Шумы в трубке. Потрескивания.
– Шпильман, кто такая Ирит?
– Жена Лота. Которая – соляной столб.
– А поближе?
– Не знаю.
– Обнаружила в записной книжке. Имя и телефон. Чей – не упомню.
– Позвони. Проверь.
– Да она, может, умерла. В нашем возрасте это бывает.
– Вычеркни тогда.
– Начнешь вычеркивать – кто останется?..
Голос прерывается. Свист. Треск. Помехи.
– Выхожу из зоны слышимости.
– Шпильман, не выходи!..
Верблюд смотрит без интереса. Грустное создание песочного цвета с проплешинами по бокам, в расшитой цветной попоне для привлечения туристов. Бедуин дремлет в тени верблюда в ожидании нескорого дохода. Уведомлением начертано на скале: «Уровень Мирового океана». Понизу процарапано разное, смытое дождями, затертое песчаными бурями, словно опускается на крыльях дежурный ангел, соскабливает прежние послания, освобождая места для последующих. «Потомки! Мне неуютно…» – «Потомки! Вас может не быть…»

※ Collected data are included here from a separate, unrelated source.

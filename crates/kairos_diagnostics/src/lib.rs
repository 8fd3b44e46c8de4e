//! Coverage warnings for timing analysis.
//!
//! Partially constrained designs are normal, so gaps in constraint coverage
//! are warnings, not errors. The analyzer emits a [`Diagnostic`] per kind of
//! gap into a [`DiagnosticSink`]; report or CLI code renders them later
//! through `Display`.

#![warn(missing_docs)]

pub mod code;
pub mod diagnostic;
pub mod sink;

pub use code::DiagnosticCode;
pub use diagnostic::Diagnostic;
pub use sink::DiagnosticSink;
//! Tag visitors: the per-node and per-edge timing computations driven by the
//! walkers.
//!
//! A walker decides *which* nodes and edges are visited and in what order; a
//! [`TagVisitor`] decides *what* happens on each visit and owns the resulting
//! tags. The set of visitors is closed: [`SetupVisitor`], [`HoldVisitor`]
//! and the combined [`SetupHoldVisitor`].

mod combined;
mod common;
mod ops;

pub use combined::SetupHoldVisitor;
pub use common::{CommonVisitor, HoldVisitor, SetupVisitor};
pub use ops::{AnalysisOps, HoldOps, SetupOps};

use crate::constraints::TimingConstraints;
use crate::delay::DelayCalculator;
use crate::graph::TimingGraph;
use crate::ids::{EdgeId, NodeId};
use std::ops::BitOr;

/// Read-only inputs shared by every visit of one update.
#[derive(Clone, Copy)]
pub struct TraversalContext<'a> {
    /// The levelized timing graph.
    pub graph: &'a TimingGraph,
    /// Validated constraints for the graph.
    pub constraints: &'a TimingConstraints,
    /// Edge delays for this update.
    pub delays: &'a dyn DelayCalculator,
}

impl<'a> TraversalContext<'a> {
    /// Bundles the inputs of one update.
    pub fn new(
        graph: &'a TimingGraph,
        constraints: &'a TimingConstraints,
        delays: &'a dyn DelayCalculator,
    ) -> Self {
        Self {
            graph,
            constraints,
            delays,
        }
    }
}

/// What changed on a node during an arrival visit.
#[derive(Debug, Clone, Copy, Default, PartialEq, Eq)]
pub struct NodeUpdate {
    /// Arrival-side tags (data arrival, clock launch, clock capture) changed.
    pub arrival_changed: bool,
    /// Required tags re-derived on a timing endpoint changed.
    pub required_changed: bool,
}

impl NodeUpdate {
    /// Returns `true` if anything changed.
    pub fn any(self) -> bool {
        self.arrival_changed || self.required_changed
    }
}

impl BitOr for NodeUpdate {
    type Output = Self;

    fn bitor(self, rhs: Self) -> Self {
        Self {
            arrival_changed: self.arrival_changed || rhs.arrival_changed,
            required_changed: self.required_changed || rhs.required_changed,
        }
    }
}

/// Constraint coverage of one timing endpoint.
#[derive(Debug, Clone, Copy, Default, PartialEq, Eq)]
pub struct EndpointCoverage {
    /// At least one required time was derived.
    pub constrained: bool,
    /// Launch domains whose arrivals reach the endpoint with no setup or hold
    /// constraint towards any of its capture domains.
    pub unanalyzed_domains: usize,
}

impl BitOr for EndpointCoverage {
    type Output = Self;

    fn bitor(self, rhs: Self) -> Self {
        Self {
            constrained: self.constrained || rhs.constrained,
            unanalyzed_domains: self.unanalyzed_domains.max(rhs.unanalyzed_domains),
        }
    }
}

/// Per-node and per-edge timing computations.
///
/// Traverse methods receive the in- or out-edges that became stale since the
/// previous visit. Tags determined through a stale edge are dropped before
/// the node is recomputed from all of its edges; a full walk passes an empty
/// slice after resetting the node.
pub trait TagVisitor {
    /// Drops every tag of a node.
    fn reset_node(&mut self, node: NodeId);

    /// Drops the slack tags of an edge.
    fn reset_edge(&mut self, edge: EdgeId);

    /// Seeds a level-0 node. Returns `false` for an unconstrained startpoint.
    fn do_arrival_pre_traverse_node(&mut self, cx: &TraversalContext<'_>, node: NodeId) -> bool;

    /// Seeds a primary output and reports how well it is constrained.
    fn do_required_pre_traverse_node(
        &mut self,
        cx: &TraversalContext<'_>,
        node: NodeId,
    ) -> EndpointCoverage;

    /// Recomputes the arrival-side tags of a node from its in-edges.
    fn do_arrival_traverse_node(
        &mut self,
        cx: &TraversalContext<'_>,
        node: NodeId,
        stale_in: &[EdgeId],
    ) -> NodeUpdate;

    /// Recomputes the required tags of a node from its out-edges. Returns
    /// `true` if they changed.
    fn do_required_traverse_node(
        &mut self,
        cx: &TraversalContext<'_>,
        node: NodeId,
        stale_out: &[EdgeId],
    ) -> bool;

    /// Recomputes the slack tags of a node.
    fn do_slack_traverse_node(&mut self, cx: &TraversalContext<'_>, node: NodeId);

    /// Recomputes the slack tags of an edge.
    fn do_slack_traverse_edge(&mut self, cx: &TraversalContext<'_>, edge: EdgeId);
}

#[cfg(test)]
mod tests {
    use super::*;

    #[test]
    fn node_update_or() {
        let a = NodeUpdate {
            arrival_changed: true,
            required_changed: false,
        };
        let b = NodeUpdate {
            arrival_changed: false,
            required_changed: true,
        };
        assert_eq!(
            a | b,
            NodeUpdate {
                arrival_changed: true,
                required_changed: true
            }
        );
        assert!(!NodeUpdate::default().any());
    }

    #[test]
    fn endpoint_coverage_or() {
        let setup = EndpointCoverage {
            constrained: false,
            unanalyzed_domains: 2,
        };
        let hold = EndpointCoverage {
            constrained: true,
            unanalyzed_domains: 1,
        };
        assert_eq!(
            setup | hold,
            EndpointCoverage {
                constrained: true,
                unanalyzed_domains: 2
            }
        );
    }
}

Уровень Мирового океана, вход в теснины, в узину́ меж прорезанных утесов, как соскальзывание в изнаночный мир, бегство из ближней тоски в отдаленную, где отступят понятия, прикипевшие за жизнь, и закрутятся иные дни – малыми шестеренками в механизме, сдвинутся шестеренки покрупнее, дрогнут на циферблате грузные стрелки десятилетий. Окунуться налегке в полноводное время, отбросить мерила постепенности, познать место незнаемое, полное обретений, без образа-имени: куда? зачем? – поймешь, Шпильман, по последствиям.
Погрузил ладонь в воду – Мировой океан тепл, мягок, покоен…
Минуты раздумий – каплями иссыхающего источника…
Кто сказал: «Непрожитым не насладиться»? Кому он сказал?..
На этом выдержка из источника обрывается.